Annular lichenoid dermatitis of youth is a rare skin condition that was first described in 2003 by Annessi et al. It was initially identified in young, healthy individuals from the Mediterranean region.
Clinical Presentation
The mean age of patients affected by this skin condition is 10 years. The clinical presentation of this lichenoid dermatosis changes according to the duration of the lesions. Initially, sharply demarcated, 1-5 cm sized erythematous macules appear, which then enlarge to form annular, reddish-brown, non-scaling patches with hypopigmented centres and slightly raised borders. The lesions are typically asymptomatic and are found on the patient's trunk, groin, and less frequently, in the axillae. In a case study, a 15-year-old boy presented with a 1-year history of annular skin lesions that had begun as small macules and then slowly enlarged. These lesions had not responded to topical 0.1% mometasone furoate cream applied twice daily for a month. Dermatological examination revealed 4-5 cm sized reddish-brown, annular plaques with non-atrophic, clear centres and indurated borders on the left flank and right side of the abdomen.

Histopathology
Annular lichenoid dermatitis of youth is diagnosed on histopathology, with the presence of specific hallmark features. A punch biopsy from the border of a plaque in one patient showed elongated rete ridges and hydropic degeneration in the basal layer with apoptotic keratinocytes and perivascular lympho-plasmacytic infiltrates in the superficial dermis.
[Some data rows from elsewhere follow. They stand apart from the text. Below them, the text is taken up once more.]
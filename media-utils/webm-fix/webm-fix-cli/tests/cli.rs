use std::{
    cell::RefCell,
    ffi::OsString,
    io::Write,
    path::{Path, PathBuf},
    rc::Rc,
};

use clap::Parser;
use test_log::test;

use webm_fix::{Metadata, StatusCode, WebmRepairer};
use webm_fix_cli::{Backend, Cli, format_invocation, run};

/// Records every call and returns a fixed status.
struct Recorder {
    calls: RefCell<Vec<(PathBuf, PathBuf, Metadata)>>,
    status: StatusCode,
    output: Option<&'static [u8]>,
}

impl Recorder {
    fn returning(code: i32) -> Self {
        Self {
            calls: RefCell::new(Vec::new()),
            status: StatusCode(code),
            output: None,
        }
    }
}

impl WebmRepairer for Recorder {
    fn name(&self) -> &str {
        "recorder"
    }

    fn repair(
        &self,
        source: &Path,
        destination: &Path,
        metadata: &Metadata,
    ) -> webm_fix::Result<StatusCode> {
        self.calls.borrow_mut().push((
            source.to_path_buf(),
            destination.to_path_buf(),
            metadata.clone(),
        ));
        if let Some(buf) = self.output {
            std::fs::write(destination, buf)?;
        }
        Ok(self.status)
    }
}

struct Scratch {
    _dir: tempfile::TempDir,
    src: PathBuf,
    dst: PathBuf,
}

fn scratch() -> Scratch {
    let dir = tempfile::tempdir().unwrap();
    let src = dir.path().join("in.webm");
    let dst = dir.path().join("out.webm");
    std::fs::write(&src, b"recording").unwrap();
    Scratch {
        _dir: dir,
        src,
        dst,
    }
}

fn stdout_lines(out: &[u8]) -> Vec<String> {
    String::from_utf8(out.to_vec())
        .unwrap()
        .lines()
        .map(String::from)
        .collect()
}

#[test]
fn echoes_calls_once_and_prints_code() {
    let s = scratch();
    let argv: Vec<OsString> = vec!["fix".into(), s.src.clone().into(), s.dst.clone().into()];
    let cli = Cli::try_parse_from(&argv).unwrap();
    let recorder = Recorder::returning(12);
    let mut out = Vec::new();

    let result = run(&argv, &cli, &mut out, |_| Ok(&recorder));

    // A non-zero status is a failure for the process, but is still printed.
    assert!(result.is_err());
    assert_eq!(
        stdout_lines(&out),
        vec![
            format!("[fix {} {}]", s.src.display(), s.dst.display()),
            "12".to_string(),
        ]
    );
    let calls = recorder.calls.borrow();
    assert_eq!(calls.len(), 1);
    assert_eq!(calls[0].0, s.src);
    assert_eq!(calls[0].1, s.dst);
    assert!(calls[0].2.is_empty());
}

#[test]
fn zero_status_succeeds() {
    let s = scratch();
    let argv: Vec<OsString> = vec!["fix".into(), s.src.clone().into(), s.dst.clone().into()];
    let cli = Cli::try_parse_from(&argv).unwrap();
    let recorder = Recorder::returning(0);
    let mut out = Vec::new();

    let status = run(&argv, &cli, &mut out, |_| Ok(&recorder)).unwrap();

    assert_eq!(status, StatusCode::SUCCESS);
    assert_eq!(stdout_lines(&out)[1], "0");
    assert_eq!(recorder.calls.borrow().len(), 1);
}

/// Stdout that a repairer can look at while it runs.
#[derive(Clone, Default)]
struct SharedOut(Rc<RefCell<Vec<u8>>>);

impl Write for SharedOut {
    fn write(&mut self, buf: &[u8]) -> std::io::Result<usize> {
        self.0.borrow_mut().extend_from_slice(buf);
        Ok(buf.len())
    }

    fn flush(&mut self) -> std::io::Result<()> {
        Ok(())
    }
}

struct Peeker {
    out: SharedOut,
    seen: RefCell<Option<String>>,
}

impl WebmRepairer for Peeker {
    fn name(&self) -> &str {
        "peeker"
    }

    fn repair(&self, _: &Path, _: &Path, _: &Metadata) -> webm_fix::Result<StatusCode> {
        let printed = String::from_utf8(self.out.0.borrow().clone()).unwrap();
        *self.seen.borrow_mut() = Some(printed);
        Ok(StatusCode(3))
    }
}

#[test]
fn echo_comes_before_the_repair() {
    let s = scratch();
    let argv: Vec<OsString> = vec!["fix".into(), s.src.clone().into(), s.dst.clone().into()];
    let cli = Cli::try_parse_from(&argv).unwrap();
    let mut out = SharedOut::default();
    let peeker = Peeker {
        out: out.clone(),
        seen: RefCell::new(None),
    };

    run(&argv, &cli, &mut out, |_| Ok(&peeker)).unwrap_err();

    let echo = format!("{}\n", format_invocation(&argv));
    assert_eq!(peeker.seen.borrow().as_deref(), Some(echo.as_str()));
    assert_eq!(*out.0.borrow(), format!("{echo}3\n").into_bytes());
}

#[test]
fn missing_destination_is_a_usage_error() {
    let err = Cli::try_parse_from(["fix", "in.webm"]).unwrap_err();
    assert_eq!(err.kind(), clap::error::ErrorKind::MissingRequiredArgument);
    let err = Cli::try_parse_from(["fix"]).unwrap_err();
    assert_eq!(err.kind(), clap::error::ErrorKind::MissingRequiredArgument);
}

#[test]
fn missing_source_never_calls() {
    let dir = tempfile::tempdir().unwrap();
    let src = dir.path().join("missing.webm");
    let dst = dir.path().join("out.webm");
    let argv: Vec<OsString> = vec!["fix".into(), src.into(), dst.into()];
    let cli = Cli::try_parse_from(&argv).unwrap();
    let recorder = Recorder::returning(0);
    let mut out = Vec::new();

    let err = run(&argv, &cli, &mut out, |_| Ok(&recorder)).unwrap_err();

    assert!(format!("{err:?}").contains("does not exist"), "{err:?}");
    assert!(recorder.calls.borrow().is_empty());
    assert_eq!(stdout_lines(&out).len(), 1);
}

#[test]
fn metadata_flags_reach_the_repairer() {
    let s = scratch();
    let argv: Vec<OsString> = vec![
        "fix".into(),
        s.src.clone().into(),
        s.dst.clone().into(),
        "-m".into(),
        "title=XXXX".into(),
        "--metadata".into(),
        "comment=a=b".into(),
    ];
    let cli = Cli::try_parse_from(&argv).unwrap();
    let recorder = Recorder::returning(0);
    let mut out = Vec::new();

    run(&argv, &cli, &mut out, |_| Ok(&recorder)).unwrap();

    let calls = recorder.calls.borrow();
    assert_eq!(calls[0].2.get("title"), Some("XXXX"));
    assert_eq!(calls[0].2.get("comment"), Some("a=b"));
}

#[test]
fn malformed_metadata_is_a_usage_error() {
    let err = Cli::try_parse_from(["fix", "a.webm", "b.webm", "-m", "novalue"]).unwrap_err();
    assert_eq!(err.kind(), clap::error::ErrorKind::ValueValidation);
}

#[test]
fn backend_selection() {
    let cli = Cli::try_parse_from(["fix", "a.webm", "b.webm"]).unwrap();
    assert_eq!(cli.backend, Backend::Native);

    let cli = Cli::try_parse_from([
        "fix",
        "a.webm",
        "b.webm",
        "--backend",
        "ffmpeg",
        "--ffmpeg",
        "/opt/ffmpeg/bin/ffmpeg",
    ])
    .unwrap();
    assert_eq!(cli.backend, Backend::Ffmpeg);
    let repairer = cli.build_repairer().unwrap();
    assert_eq!(repairer.name(), "ffmpeg");
}

#[test]
fn unloadable_library_fails_after_echo() {
    let s = scratch();
    let argv: Vec<OsString> = vec![
        "fix".into(),
        s.src.clone().into(),
        s.dst.clone().into(),
        "--library".into(),
        "/nonexistent/dir/libwebm-missing.so".into(),
    ];
    let cli = Cli::try_parse_from(&argv).unwrap();
    let mut out = Vec::new();

    let err = run(&argv, &cli, &mut out, Cli::build_repairer).unwrap_err();

    assert!(format!("{err:?}").contains("native repair library"), "{err:?}");
    assert_eq!(stdout_lines(&out), vec![format_invocation(&argv)]);
}

#[test]
fn verify_rejects_unreadable_output() {
    let s = scratch();
    let argv: Vec<OsString> = vec![
        "fix".into(),
        s.src.clone().into(),
        s.dst.clone().into(),
        "--verify".into(),
    ];
    let cli = Cli::try_parse_from(&argv).unwrap();
    let recorder = Recorder {
        output: Some(&b"this is not a webm file"[..]),
        ..Recorder::returning(0)
    };
    let mut out = Vec::new();

    let err = run(&argv, &cli, &mut out, |_| Ok(&recorder)).unwrap_err();

    assert!(format!("{err:?}").contains("while verifying"), "{err:?}");
    assert_eq!(stdout_lines(&out)[1], "0");
}

#[test]
fn invocation_format() {
    assert_eq!(
        format_invocation(["fix", "in.webm", "out.webm"]),
        "[fix in.webm out.webm]"
    );
    assert_eq!(format_invocation(Vec::<String>::new()), "[]");
}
Histological features also vary with the stage of the lesions. In the early macular lesions, band-like lymphocytic infiltrates occur in the papillary dermis and dermo-epidermal junction where vacuolar alteration is also seen. Then, some of the lymphocytes move to the tips of the rete ridges, leading to massive keratinocyte necrosis/apoptosis. The epidermis shows quadrangular rete ridges, a basket-weave horny layer, and a normal thickness of the granular layer. Intense keratinocyte damage leads to rete ridge loss in late lesions. Some lymphocytic infiltration and melanophages in the papillary dermis are also seen at the late stages. In a study involving 23 patients, histology revealed a peculiar lichenoid dermatitis with massive necrosis/apoptosis of the keratinocytes limited to the tips of rete ridges, in the absence of dermal sclerosis and epidermotropism of atypical lymphocytes. The infiltrate was composed mainly of memory CD4(+) CD30(-) T cells with few B cells and macrophages. Analysis of T-cell receptor-gamma-chain gene rearrangement in skin biopsy specimens revealed polyclonality in all 15 cases studied.

Etiology and Pathogenesis
An exact cause for annular lichenoid dermatitis of youth is yet to be discovered. It is believed to share pathogenic factors with other lichenoid dermatoses, like lichen planus, graft versus host disease, and lichenoid drug eruption, which involve a T-cell-mediated response and subsequent apoptosis of basal keratinocytes. Triggering factors described in lichenoid dermatoses include persistent viral reactions, immunological changes, neoplastic diseases, contact with chemicals, ultraviolet exposure, and drugs. Laboratory results in one patient were within normal limits, including complete blood counts, routine biochemistry, urinalysis, antistreptolysin titer, rheumatoid factor, erythrocyte sedimentation rate, and C-reactive protein. Indirect immunofluorescence for antinuclear antibody was weakly positive at 1:100 with a mottled pattern. An extensive infectious disease workup, including serological testing for Epstein-Barr virus, cytomegalovirus, Borrelia, hepatitis B and C, and stool examination for parasites and ova, was negative. Patch testing with standard series antigens to exclude contact hypersensitivity was also negative.
Differential Diagnosis
The characteristic histology helps to differentiate annular lichenoid dermatitis of youth from other clinical diagnoses such as erythema migrans, morphea, vitiligo, patch-type granuloma annulare, interstitial granulomatous dermatitis, annular erythemas, and mycosis fungoides.
Prognosis and Treatment
Annular lichenoid dermatitis of youth slowly progresses, with no serious complications being reported to date. The disease runs a chronic course. The duration of annular lichenoid dermatitis of youth varies. Treatment options include topical and/or systemic corticosteroids, photo(chemo)therapy, natural ultraviolet light exposure, and topical tacrolimus. However, relapses are common with discontinuation of treatment. Out of 21 cases described from 2005 to 2013, most lesions were successfully treated with topical corticosteroids, but these recurred once therapy was discontinued. In a reported case, considering the side effects of long-term potent steroid use, the patient was treated with topical tacrolimus 0.1% twice daily. The lesions faded in 1 week and completely resolved following 3 months of this therapy. Cessation of the treatment resulted in a recurrence of the lesions, but they again responded rapidly to topical tacrolimus (0.1%) twice daily. Tacrolimus likely worked in this case due to its suppressive effects on T lymphocytes.